╔══

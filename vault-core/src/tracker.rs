use crate::client::BackupServiceClient;
use crate::config::TrackingConfig;
use crate::constants::tracking::DEFAULT_POLL_INTERVAL_SECS;
use crate::error::{Result, VaultError};
use crate::models::{OperationHandle, OperationStatus, OperationStatusResponse};
use std::future::Future;
use std::time::Duration;
use tokio_util::sync::CancellationToken;
use tracing::{debug, info, warn};

/// 异步操作的终态
#[derive(Debug, Clone, PartialEq, Eq)]
pub enum OperationOutcome {
    Completed { job_id: Option<String> },
    Failed { code: String, message: String },
}

impl OperationOutcome {
    /// 失败时转换为 `RemoteOperationFailed`
    pub fn into_job_id(self, operation: &str) -> Result<Option<String>> {
        match self {
            OperationOutcome::Completed { job_id } => Ok(job_id),
            OperationOutcome::Failed { code, message } => {
                Err(VaultError::remote_failed(operation, code, message))
            }
        }
    }
}

/// 跟踪结果
#[derive(Debug, Clone, PartialEq, Eq)]
pub struct TrackedOperation {
    pub outcome: OperationOutcome,
    /// 实际查询状态的次数
    pub polls: u32,
}

impl TrackedOperation {
    /// 轮询之间的等待次数
    pub fn waits(&self) -> u32 {
        self.polls.saturating_sub(1)
    }
}

/// 异步操作跟踪器
///
/// 首次查询不等待；状态为 InProgress 时按固定间隔继续查询，
/// 直到进入终态、超时或被取消。
#[derive(Debug, Clone)]
pub struct OperationTracker {
    interval: Duration,
    timeout: Option<Duration>,
}

impl Default for OperationTracker {
    fn default() -> Self {
        Self::new(Duration::from_secs(DEFAULT_POLL_INTERVAL_SECS), None)
    }
}

impl OperationTracker {
    pub fn new(interval: Duration, timeout: Option<Duration>) -> Self {
        Self { interval, timeout }
    }

    pub fn from_config(config: &TrackingConfig) -> Self {
        Self::new(config.poll_interval(), config.timeout())
    }

    pub fn interval(&self) -> Duration {
        self.interval
    }

    /// 轮询 `status_link` 直到终态
    pub async fn track<F, Fut>(
        &self,
        status_link: &str,
        cancel: &CancellationToken,
        mut poll: F,
    ) -> Result<TrackedOperation>
    where
        F: FnMut(String) -> Fut,
        Fut: Future<Output = Result<OperationStatusResponse>>,
    {
        let interval = self.interval;
        let poll_loop = async {
            let mut polls = 0u32;
            loop {
                let response = poll(status_link.to_string()).await?;
                polls += 1;

                match response.status {
                    OperationStatus::InProgress => {
                        debug!("操作进行中 (第 {} 次查询): {}", polls, status_link);
                    }
                    OperationStatus::Completed => {
                        return Ok(TrackedOperation {
                            outcome: OperationOutcome::Completed {
                                job_id: response.job_id,
                            },
                            polls,
                        });
                    }
                    OperationStatus::Failed => {
                        let (code, message) = match response.error {
                            Some(error) => (error.code, error.message),
                            None => ("Unknown".to_string(), "服务端未返回错误信息".to_string()),
                        };
                        return Ok(TrackedOperation {
                            outcome: OperationOutcome::Failed { code, message },
                            polls,
                        });
                    }
                }

                tokio::time::sleep(interval).await;
            }
        };

        let bounded = async {
            match self.timeout {
                Some(limit) => tokio::time::timeout(limit, poll_loop).await.map_err(|_| {
                    warn!("操作跟踪超时: {}", status_link);
                    VaultError::Timeout(format!("{} 秒内未完成: {}", limit.as_secs(), status_link))
                })?,
                None => poll_loop.await,
            }
        };

        tokio::select! {
            biased;
            _ = cancel.cancelled() => {
                info!("操作跟踪已取消: {}", status_link);
                Err(VaultError::Cancelled(status_link.to_string()))
            }
            result = bounded => result,
        }
    }

    /// 使用服务客户端查询状态链接
    pub async fn track_operation(
        &self,
        client: &dyn BackupServiceClient,
        handle: &OperationHandle,
        cancel: &CancellationToken,
    ) -> Result<TrackedOperation> {
        info!("⏳ 等待操作完成: {} ({})", handle.operation, handle.operation_id());
        let tracked = self
            .track(&handle.status_link, cancel, move |link| async move {
                client.get_operation_status(&link).await
            })
            .await?;
        debug!(
            "操作 {} 结束，共查询 {} 次: {:?}",
            handle.operation, tracked.polls, tracked.outcome
        );
        Ok(tracked)
    }
}
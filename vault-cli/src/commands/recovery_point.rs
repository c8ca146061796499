use crate::app::CliApp;
use crate::cli::RecoveryPointCommand;
use crate::commands::resolve_item;
use crate::utils::print_json;
use tracing::info;
use vault_core::models::{IlrAction, RecoveryPointFilter};
use vault_core::protection::RecoveryPointAccess;

/// 处理恢复点相关命令
pub async fn handle_recovery_point_command(
    app: &CliApp,
    command: RecoveryPointCommand,
) -> anyhow::Result<()> {
    match command {
        RecoveryPointCommand::List { target, start, end } => {
            let item = resolve_item(app, &target).await?;
            let points = app
                .manager
                .list_recovery_points(&item, RecoveryPointFilter { start, end })
                .await?;
            info!("🕒 {} 共 {} 个恢复点", item.friendly_name, points.len());
            print_json(&points)
        }
        RecoveryPointCommand::Get { target, id } => {
            let item = resolve_item(app, &target).await?;
            let point = app.manager.get_recovery_point(&item, &id).await?;
            print_json(&point)
        }
        RecoveryPointCommand::Grant {
            target,
            id,
            target_dir,
        } => {
            let item = resolve_item(app, &target).await?;
            let point = app.manager.get_recovery_point(&item, &id).await?;
            let access = app
                .manager
                .grant_recovery_point_access(&item, &point, &target_dir)
                .await?;
            report_access(&access);
            print_json(&access)
        }
        RecoveryPointCommand::Revoke { target, id } => {
            let item = resolve_item(app, &target).await?;
            let point = app.manager.get_recovery_point(&item, &id).await?;
            let job = app.manager.revoke_recovery_point_access(&item, &point).await?;
            info!("✅ 已撤销恢复点 {} 的文件级恢复访问", point.name);
            print_json(&job)
        }
        RecoveryPointCommand::Explore {
            target,
            id,
            action,
            target_dir,
        } => {
            let item = resolve_item(app, &target).await?;
            let point = app.manager.get_recovery_point(&item, &id).await?;
            let access = app
                .manager
                .explore_recovery_point(&item, &point, action, &target_dir)
                .await?;
            if action == IlrAction::Terminate {
                info!("✅ 已结束恢复点 {} 的浏览", point.name);
            } else {
                report_access(&access);
            }
            print_json(&access)
        }
    }
}

fn report_access(access: &RecoveryPointAccess) {
    if let Some(path) = &access.script_path {
        info!("📄 运行挂载脚本以浏览恢复点文件: {}", path.display());
    }
    if access.password.is_some() {
        info!("🔑 运行脚本时需要输入输出结果中的密码");
    }
}
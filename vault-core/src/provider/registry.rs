use super::params::ProviderData;
use super::{DpmProvider, IaasVmProvider, MabProvider, ProviderHandle, ProviderKind, SqlProvider};
use crate::client::BackupServiceClient;
use crate::error::{Result, VaultError};
use crate::models::{BackupManagementType, ContainerType, WorkloadType};
use tracing::debug;

/// 按 (工作负载, 管理类型) 选择 Provider 种类
///
/// FileFolder 必须显式给出管理类型，否则无法在 MARS 与 DPM 之间选择。
pub fn provider_kind(
    workload: WorkloadType,
    management_type: Option<BackupManagementType>,
) -> Result<ProviderKind> {
    use BackupManagementType as Mgmt;

    match (workload, management_type) {
        (WorkloadType::AzureVm, None | Some(Mgmt::AzureVm)) => Ok(ProviderKind::IaasVm),
        (WorkloadType::AzureSqlDatabase, None | Some(Mgmt::AzureSql)) => {
            Ok(ProviderKind::AzureSql)
        }
        (WorkloadType::FileFolder, Some(Mgmt::Mab)) => Ok(ProviderKind::Mab),
        (WorkloadType::FileFolder, Some(Mgmt::Dpm | Mgmt::AzureBackupServer)) => {
            Ok(ProviderKind::Dpm)
        }
        (WorkloadType::FileFolder, None) => Err(VaultError::not_supported(
            "FileFolder 工作负载需要指定管理类型 (MAB / DPM / AzureBackupServer)",
        )),
        (workload, Some(mgmt)) => Err(VaultError::not_supported(format!(
            "工作负载 {workload} 不支持管理类型 {mgmt}"
        ))),
    }
}

/// 构造 Provider
pub fn get_provider<'a>(
    workload: WorkloadType,
    management_type: Option<BackupManagementType>,
    data: ProviderData,
    client: &'a dyn BackupServiceClient,
) -> Result<ProviderHandle<'a>> {
    let kind = provider_kind(workload, management_type)?;
    debug!("选择 {} Provider (工作负载: {})", kind, workload);

    let handle = match kind {
        ProviderKind::IaasVm => ProviderHandle::IaasVm(IaasVmProvider::new(data, client)),
        ProviderKind::AzureSql => ProviderHandle::AzureSql(SqlProvider::new(data, client)),
        ProviderKind::Dpm => ProviderHandle::Dpm(DpmProvider::new(data, client)),
        ProviderKind::Mab => ProviderHandle::Mab(MabProvider::new(data, client)),
    };
    Ok(handle)
}

/// 按容器类型构造 Provider
pub fn get_provider_for_container<'a>(
    container_type: ContainerType,
    management_type: Option<BackupManagementType>,
    data: ProviderData,
    client: &'a dyn BackupServiceClient,
) -> Result<ProviderHandle<'a>> {
    let workload = match container_type {
        ContainerType::AzureVm => WorkloadType::AzureVm,
        ContainerType::AzureSql => WorkloadType::AzureSqlDatabase,
        ContainerType::Windows => WorkloadType::FileFolder,
    };
    get_provider(workload, management_type, data, client)
}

╚══

» WHAT TO DO
Among the records above, find each line holding the string "start" and pull it out.

» TASK ANSWER
        RecoveryPointCommand::List { target, start, end } => {
                .list_recovery_points(&item, RecoveryPointFilter { start, end })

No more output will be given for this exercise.